I wish we had more Darios, as his level of knowledge about the reports in bugs.kde.org against Plasma is invaluable and certainly surpasses my own.
Another hero for the day is Skanlite. It's a small application that does exactly what I need it to: operate my scanner. It doesn't have a million fancy features. In fact, it has hardly any fancy features at all, and that's the beauty of it. I fire it up, it detects the scanner automatically without any configuration and lets me get to the business of scanning directly. I only use my scanner once every month or two, but when I do I don't want to spend time with it. I want to just throw some paper in it and hit a button, maybe adjust the contrast or DPI or switch to grayscale instead of colour. Skanlite does exactly that.
I'm sure there are those who need or want a more complicated and capable application for scanning because they do a lot of it on a daily basis and have additional needs like batch processing or image management. That's something that really belongs in a different application, however, and I applaud Skanlite for sticking to it's one purpose, which probably covers 99% of use cases right there, and doing a damn fine job of it.
Skanlite, of course, relies on things like USB and sane working properly in the operating system. These are things I couldn't take for granted not so many years ago with the exact same hardware (my flatbed scanner is rather old, but it's a great workhorse and keeps on churning), so kudos as well to the people working deeper in the stack: you make it possible to let people with good UI sensibilities attack those problems without getting lost in a maze of hardware issues.
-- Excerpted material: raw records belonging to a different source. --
//! Dense matrix primitives.
//!
//! This module provides the small amount of linear algebra the Markov engine
//! needs. Matrices are at most a few dozen entries on a side, so everything
//! is a straightforward row-major `Vec<f64>` with triple-loop products.
//!
//! ## Inversion
//!
//! [`invert`] runs Gauss-Jordan elimination on the augmented matrix `[M | I]`
//! with partial pivoting. In every elimination column the row holding the
//! largest absolute value is swapped into place; if even that pivot is below
//! the tolerance the matrix is reported as singular.

mod inverse;
mod stochastic;

pub use inverse::{invert, invert_with_tolerance};
pub use stochastic::{row_sum, validate_stochastic_row};

pub(crate) use stochastic::validate_distribution;

use std::fmt;

use crate::error::{EngineError, Result};

/// Smallest absolute pivot accepted during elimination.
pub const PIVOT_TOLERANCE: f64 = 1e-10;

/// Allowed deviation of a probability row sum from 1.
pub const STOCHASTIC_TOLERANCE: f64 = 1e-4;

/// Dense row-major matrix of `f64`.
#[derive(Debug, Clone, PartialEq)]
pub struct Matrix {
    data: Vec<f64>,
    rows: usize,
    cols: usize,
}

impl Matrix {
    /// Create a `rows x cols` matrix filled with zeros.
    pub fn zeros(rows: usize, cols: usize) -> Self {
        Self {
            data: vec![0.0; rows * cols],
            rows,
            cols,
        }
    }

    /// Create the `n x n` identity matrix.
    pub fn identity(n: usize) -> Self {
        let mut m = Self::zeros(n, n);
        for i in 0..n {
            m.set(i, i, 1.0);
        }
        m
    }

    /// Build a matrix from nested rows.
    ///
    /// Every row must have the same, non-zero length.
    pub fn from_rows(rows: Vec<Vec<f64>>) -> Result<Self> {
        let cols = rows.first().map_or(0, Vec::len);
        if cols == 0 {
            return Err(EngineError::dimension_mismatch(
                "matrix must have at least one row and one column",
            ));
        }
        if let Some((i, row)) = rows.iter().enumerate().find(|(_, r)| r.len() != cols) {
            return Err(EngineError::dimension_mismatch(format!(
                "row {i} has {} entries, expected {cols}",
                row.len()
            )));
        }

        let n_rows = rows.len();
        Ok(Self {
            data: rows.into_iter().flatten().collect(),
            rows: n_rows,
            cols,
        })
    }

    /// Build a matrix from a row-major buffer.
    pub fn from_row_major(rows: usize, cols: usize, data: Vec<f64>) -> Result<Self> {
        if data.len() != rows * cols {
            return Err(EngineError::dimension_mismatch(format!(
                "buffer of {} values cannot fill a {rows}x{cols} matrix",
                data.len()
            )));
        }
        Ok(Self { data, rows, cols })
    }

    /// Number of rows.
    pub fn rows(&self) -> usize {
        self.rows
    }

    /// Number of columns.
    pub fn cols(&self) -> usize {
        self.cols
    }

    /// Whether the matrix is square.
    pub fn is_square(&self) -> bool {
        self.rows == self.cols
    }

    /// Get matrix element at (row, col).
    pub fn get(&self, row: usize, col: usize) -> f64 {
        self.data[row * self.cols + col]
    }

    /// Set matrix element at (row, col).
    pub fn set(&mut self, row: usize, col: usize, value: f64) {
        self.data[row * self.cols + col] = value;
    }

    /// Borrow one row.
    pub fn row(&self, row: usize) -> &[f64] {
        &self.data[row * self.cols..(row + 1) * self.cols]
    }

    /// Iterate over rows as slices.
    pub fn iter_rows(&self) -> impl Iterator<Item = &[f64]> + '_ {
        // chunks_exact panics on a zero chunk size
        self.data.chunks_exact(self.cols.max(1)).take(self.rows)
    }

    /// Row-major view of all entries.
    pub fn as_slice(&self) -> &[f64] {
        &self.data
    }

    /// Copy into nested rows.
    pub fn to_rows(&self) -> Vec<Vec<f64>> {
        self.iter_rows().map(<[f64]>::to_vec).collect()
    }

    /// Sum of each row.
    pub fn row_sums(&self) -> Vec<f64> {
        self.iter_rows().map(|r| r.iter().sum()).collect()
    }

    /// Extract the submatrix at the given row and column indices, in order.
    pub fn select(&self, rows: &[usize], cols: &[usize]) -> Self {
        let mut out = Self::zeros(rows.len(), cols.len());
        for (i, &r) in rows.iter().enumerate() {
            for (j, &c) in cols.iter().enumerate() {
                out.set(i, j, self.get(r, c));
            }
        }
        out
    }

    /// Compute `I - self` for a square matrix.
    pub fn identity_minus(&self) -> Result<Self> {
        if !self.is_square() {
            return Err(EngineError::dimension_mismatch(format!(
                "I - M needs a square matrix, got {}x{}",
                self.rows, self.cols
            )));
        }
        let mut out = Self::identity(self.rows);
        for (o, v) in out.data.iter_mut().zip(&self.data) {
            *o -= v;
        }
        Ok(out)
    }

    /// Matrix product `self * other`.
    pub fn multiply(&self, other: &Matrix) -> Result<Self> {
        if self.cols != other.rows {
            return Err(EngineError::dimension_mismatch(format!(
                "cannot multiply {}x{} by {}x{}",
                self.rows, self.cols, other.rows, other.cols
            )));
        }
        Ok(self.product(other))
    }

    /// Row-vector product `v * self`.
    pub fn left_multiply(&self, v: &[f64]) -> Result<Vec<f64>> {
        if v.len() != self.rows {
            return Err(EngineError::dimension_mismatch(format!(
                "cannot multiply a length-{} row vector by a {}x{} matrix",
                v.len(),
                self.rows,
                self.cols
            )));
        }
        Ok(self.row_vector_product(v))
    }

    /// Product without the shape check, for callers that already know the
    /// operands line up.
    pub(crate) fn product(&self, other: &Matrix) -> Self {
        debug_assert_eq!(self.cols, other.rows);
        let mut out = Self::zeros(self.rows, other.cols);
        for i in 0..self.rows {
            for j in 0..other.cols {
                let mut sum = 0.0;
                for k in 0..self.cols {
                    sum += self.get(i, k) * other.get(k, j);
                }
                out.set(i, j, sum);
            }
        }
        out
    }

    pub(crate) fn row_vector_product(&self, v: &[f64]) -> Vec<f64> {
        debug_assert_eq!(v.len(), self.rows);
        (0..self.cols)
            .map(|j| (0..self.rows).map(|k| v[k] * self.get(k, j)).sum())
            .collect()
    }
}

impl fmt::Display for Matrix {
    fn fmt(&self, f: &mut fmt::Formatter<'_>) -> fmt::Result {
        let precision = f.precision().unwrap_or(4);
        for row in self.iter_rows() {
            let cells: Vec<String> = row.iter().map(|v| format!("{v:>10.precision$}")).collect();
            writeln!(f, "[{}]", cells.join(" "))?;
        }
        Ok(())
    }
}

/// Matrix product `a * b`.
///
/// Fails with [`EngineError::DimensionMismatch`] when `a.cols() != b.rows()`.
pub fn multiply(a: &Matrix, b: &Matrix) -> Result<Matrix> {
    a.multiply(b)
}

#[cfg(test)]
mod tests {
    use super::*;
    use approx::assert_abs_diff_eq;

    fn m(rows: Vec<Vec<f64>>) -> Matrix {
        Matrix::from_rows(rows).unwrap()
    }

    #[test]
    fn test_multiply_rectangular() {
        let a = m(vec![vec![1.0, 2.0, 3.0], vec![4.0, 5.0, 6.0]]);
        let b = m(vec![vec![7.0], vec![8.0], vec![9.0]]);
        let c = multiply(&a, &b).unwrap();
        assert_eq!(c.rows(), 2);
        assert_eq!(c.cols(), 1);
        assert_abs_diff_eq!(c.get(0, 0), 50.0);
        assert_abs_diff_eq!(c.get(1, 0), 122.0);
    }

    #[test]
    fn test_multiply_shape_mismatch() {
        let a = Matrix::zeros(2, 3);
        let b = Matrix::zeros(2, 2);
        let err = multiply(&a, &b).unwrap_err();
        assert!(matches!(err, EngineError::DimensionMismatch { .. }));
    }

    #[test]
    fn test_from_rows_rejects_ragged() {
        let err = Matrix::from_rows(vec![vec![1.0, 0.0], vec![1.0]]).unwrap_err();
        assert!(err.to_string().contains("row 1 has 1 entries"));
        assert!(Matrix::from_rows(vec![]).is_err());
    }

    #[test]
    fn test_left_multiply() {
        let p = m(vec![vec![0.9, 0.1], vec![0.5, 0.5]]);
        let v = p.left_multiply(&[1.0, 0.0]).unwrap();
        assert_abs_diff_eq!(v[0], 0.9);
        assert_abs_diff_eq!(v[1], 0.1);
        assert!(p.left_multiply(&[1.0]).is_err());
    }

    #[test]
    fn test_select_and_identity_minus() {
        let p = m(vec![
            vec![0.5, 0.2, 0.3],
            vec![0.3, 0.4, 0.3],
            vec![0.0, 0.0, 1.0],
        ]);
        let q = p.select(&[0, 1], &[0, 1]);
        assert_eq!(q.to_rows(), vec![vec![0.5, 0.2], vec![0.3, 0.4]]);

        let iq = q.identity_minus().unwrap();
        assert_abs_diff_eq!(iq.get(0, 0), 0.5);
        assert_abs_diff_eq!(iq.get(0, 1), -0.2);
        assert_abs_diff_eq!(iq.get(1, 1), 0.6);

        assert!(p.select(&[0], &[0, 1]).identity_minus().is_err());
    }

    #[test]
    fn test_row_sums() {
        let p = m(vec![vec![0.25, 0.75], vec![0.6, 0.4]]);
        for s in p.row_sums() {
            assert_abs_diff_eq!(s, 1.0, epsilon = 1e-12);
        }
    }
}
My third hero for the day is Gitorious. I added a developer to the KDE developers team on Gitorious today, something I hadn't done before, and it took me all of ten seconds to figure it out and actually do it. This is what I call lowering the barriers to entry! So far my experience with the new Gitorious along with the Qt universe that is developing there is bringing nothing but smiles to my face. I'm looking forward to some of the more advanced features they have planned and hope that in the not-to-distant future we can have a git.kde.org ready to go using the same software.
I'd also like to make a mention in passing to some of our younger contributors: there are a few teenagers who contribute to KDE and Plasma out there. They often don't work at the same pace or with the same confidence as the older developers, but I admire their tenacity (they just keep banging away at the problems until they get it right) and their spirit of adventure. I remember the awe I felt when I got to work with others in industry on real world projects as a teenager and how I had to work extra hard (or so it felt at the time) to accomplish what seemed effortless for these experienced hands who were helping guide me through. It's wonderful that we have a similar spirit of mentorship and apprenticeship in KDE.
As for me, I'm in between conference calls and patch reviews at the moment. If things go well, I'll be able to spend my afternoon quietly coding. :)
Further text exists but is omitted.